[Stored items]
----

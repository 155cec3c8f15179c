#![allow(dead_code)]

use core::time::Duration;

use num_complex::Complex64;
use sync_core::measurement::{BusLinks, BusNode, BusReading, Phase, PhaseSet};
use sync_core::{SwitchSite, SwitchStatus, SyncMonitor, SystemSettings, ToleranceConfig};

pub const NOMINAL_VOLTS: f64 = 7_200.0;

#[derive(Copy, Clone, Debug)]
pub struct TestBus {
    pub links: BusLinks,
    pub reading: BusReading,
}

impl TestBus {
    pub fn at(frequency_hz: f64, angle_deg: f64) -> Self {
        Self::with_magnitude(frequency_hz, NOMINAL_VOLTS, angle_deg)
    }

    pub fn with_magnitude(frequency_hz: f64, magnitude: f64, angle_deg: f64) -> Self {
        Self {
            links: BusLinks::complete(NOMINAL_VOLTS),
            reading: BusReading::balanced(frequency_hz, magnitude, angle_deg),
        }
    }
}

impl BusNode for TestBus {
    fn links(&self) -> BusLinks {
        self.links
    }

    fn frequency_hz(&self) -> f64 {
        self.reading.frequency_hz
    }

    fn voltage(&self, phase: Phase) -> Complex64 {
        self.reading.phase(phase)
    }
}

#[derive(Copy, Clone, Debug, Eq, PartialEq)]
pub struct Stuck;

#[derive(Debug)]
pub struct TestSwitch {
    pub from: Option<TestBus>,
    pub to: Option<TestBus>,
    pub phases: PhaseSet,
    pub status: SwitchStatus,
    pub close_calls: usize,
}

impl TestSwitch {
    pub fn between(from: TestBus, to: TestBus) -> Self {
        Self {
            from: Some(from),
            to: Some(to),
            phases: PhaseSet::ABC,
            status: SwitchStatus::Open,
            close_calls: 0,
        }
    }

    pub fn matched() -> Self {
        Self::between(TestBus::at(60.0, 0.0), TestBus::at(60.0, 0.0))
    }
}

impl SwitchSite for TestSwitch {
    type Bus = TestBus;
    type Error = Stuck;

    fn phases(&self) -> PhaseSet {
        self.phases
    }

    fn status(&self) -> SwitchStatus {
        self.status
    }

    fn from_bus(&self) -> Option<&TestBus> {
        self.from.as_ref()
    }

    fn to_bus(&self) -> Option<&TestBus> {
        self.to.as_ref()
    }

    fn close(&mut self) -> Result<(), Stuck> {
        self.close_calls += 1;
        self.status = SwitchStatus::Closed;
        Ok(())
    }
}

pub fn armed(frequency_tolerance_hz: f64) -> ToleranceConfig {
    ToleranceConfig {
        armed: true,
        frequency_tolerance_hz,
        ..ToleranceConfig::default()
    }
}

pub fn monitor(switch: &TestSwitch, config: ToleranceConfig) -> SyncMonitor<Duration> {
    SyncMonitor::setup(
        Some(switch),
        config,
        &SystemSettings::default(),
        Duration::ZERO,
    )
    .expect("setup should succeed")
}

----

● **Work instructions**:
All lines above are to be transcribed exactly.

● **Written reply**:
repository 155cec3c8f15179c
#![allow(dead_code)]

use core::time::Duration;

use num_complex::Complex64;
use sync_core::measurement::{BusLinks, BusNode, BusReading, Phase, PhaseSet};
use sync_core::{SwitchSite, SwitchStatus, SyncMonitor, SystemSettings, ToleranceConfig};

pub const NOMINAL_VOLTS: f64 = 7_200.0;

#[derive(Copy, Clone, Debug)]
pub struct TestBus {
    pub links: BusLinks,
    pub reading: BusReading,
}

impl TestBus {
    pub fn at(frequency_hz: f64, angle_deg: f64) -> Self {
        Self::with_magnitude(frequency_hz, NOMINAL_VOLTS, angle_deg)
    }

    pub fn with_magnitude(frequency_hz: f64, magnitude: f64, angle_deg: f64) -> Self {
        Self {
            links: BusLinks::complete(NOMINAL_VOLTS),
            reading: BusReading::balanced(frequency_hz, magnitude, angle_deg),
        }
    }
}

impl BusNode for TestBus {
    fn links(&self) -> BusLinks {
        self.links
    }

    fn frequency_hz(&self) -> f64 {
        self.reading.frequency_hz
    }

    fn voltage(&self, phase: Phase) -> Complex64 {
        self.reading.phase(phase)
    }
}

#[derive(Copy, Clone, Debug, Eq, PartialEq)]
pub struct Stuck;

#[derive(Debug)]
pub struct TestSwitch {
    pub from: Option<TestBus>,
    pub to: Option<TestBus>,
    pub phases: PhaseSet,
    pub status: SwitchStatus,
    pub close_calls: usize,
}

impl TestSwitch {
    pub fn between(from: TestBus, to: TestBus) -> Self {
        Self {
            from: Some(from),
            to: Some(to),
            phases: PhaseSet::ABC,
            status: SwitchStatus::Open,
            close_calls: 0,
        }
    }

    pub fn matched() -> Self {
        Self::between(TestBus::at(60.0, 0.0), TestBus::at(60.0, 0.0))
    }
}

impl SwitchSite for TestSwitch {
    type Bus = TestBus;
    type Error = Stuck;

    fn phases(&self) -> PhaseSet {
        self.phases
    }

    fn status(&self) -> SwitchStatus {
        self.status
    }

    fn from_bus(&self) -> Option<&TestBus> {
        self.from.as_ref()
    }

    fn to_bus(&self) -> Option<&TestBus> {
        self.to.as_ref()
    }

    fn close(&mut self) -> Result<(), Stuck> {
        self.close_calls += 1;
        self.status = SwitchStatus::Closed;
        Ok(())
    }
}

pub fn armed(frequency_tolerance_hz: f64) -> ToleranceConfig {
    ToleranceConfig {
        armed: true,
        frequency_tolerance_hz,
        ..ToleranceConfig::default()
    }
}

pub fn monitor(switch: &TestSwitch, config: ToleranceConfig) -> SyncMonitor<Duration> {
    SyncMonitor::setup(
        Some(switch),
        config,
        &SystemSettings::default(),
        Duration::ZERO,
    )
    .expect("setup should succeed")
}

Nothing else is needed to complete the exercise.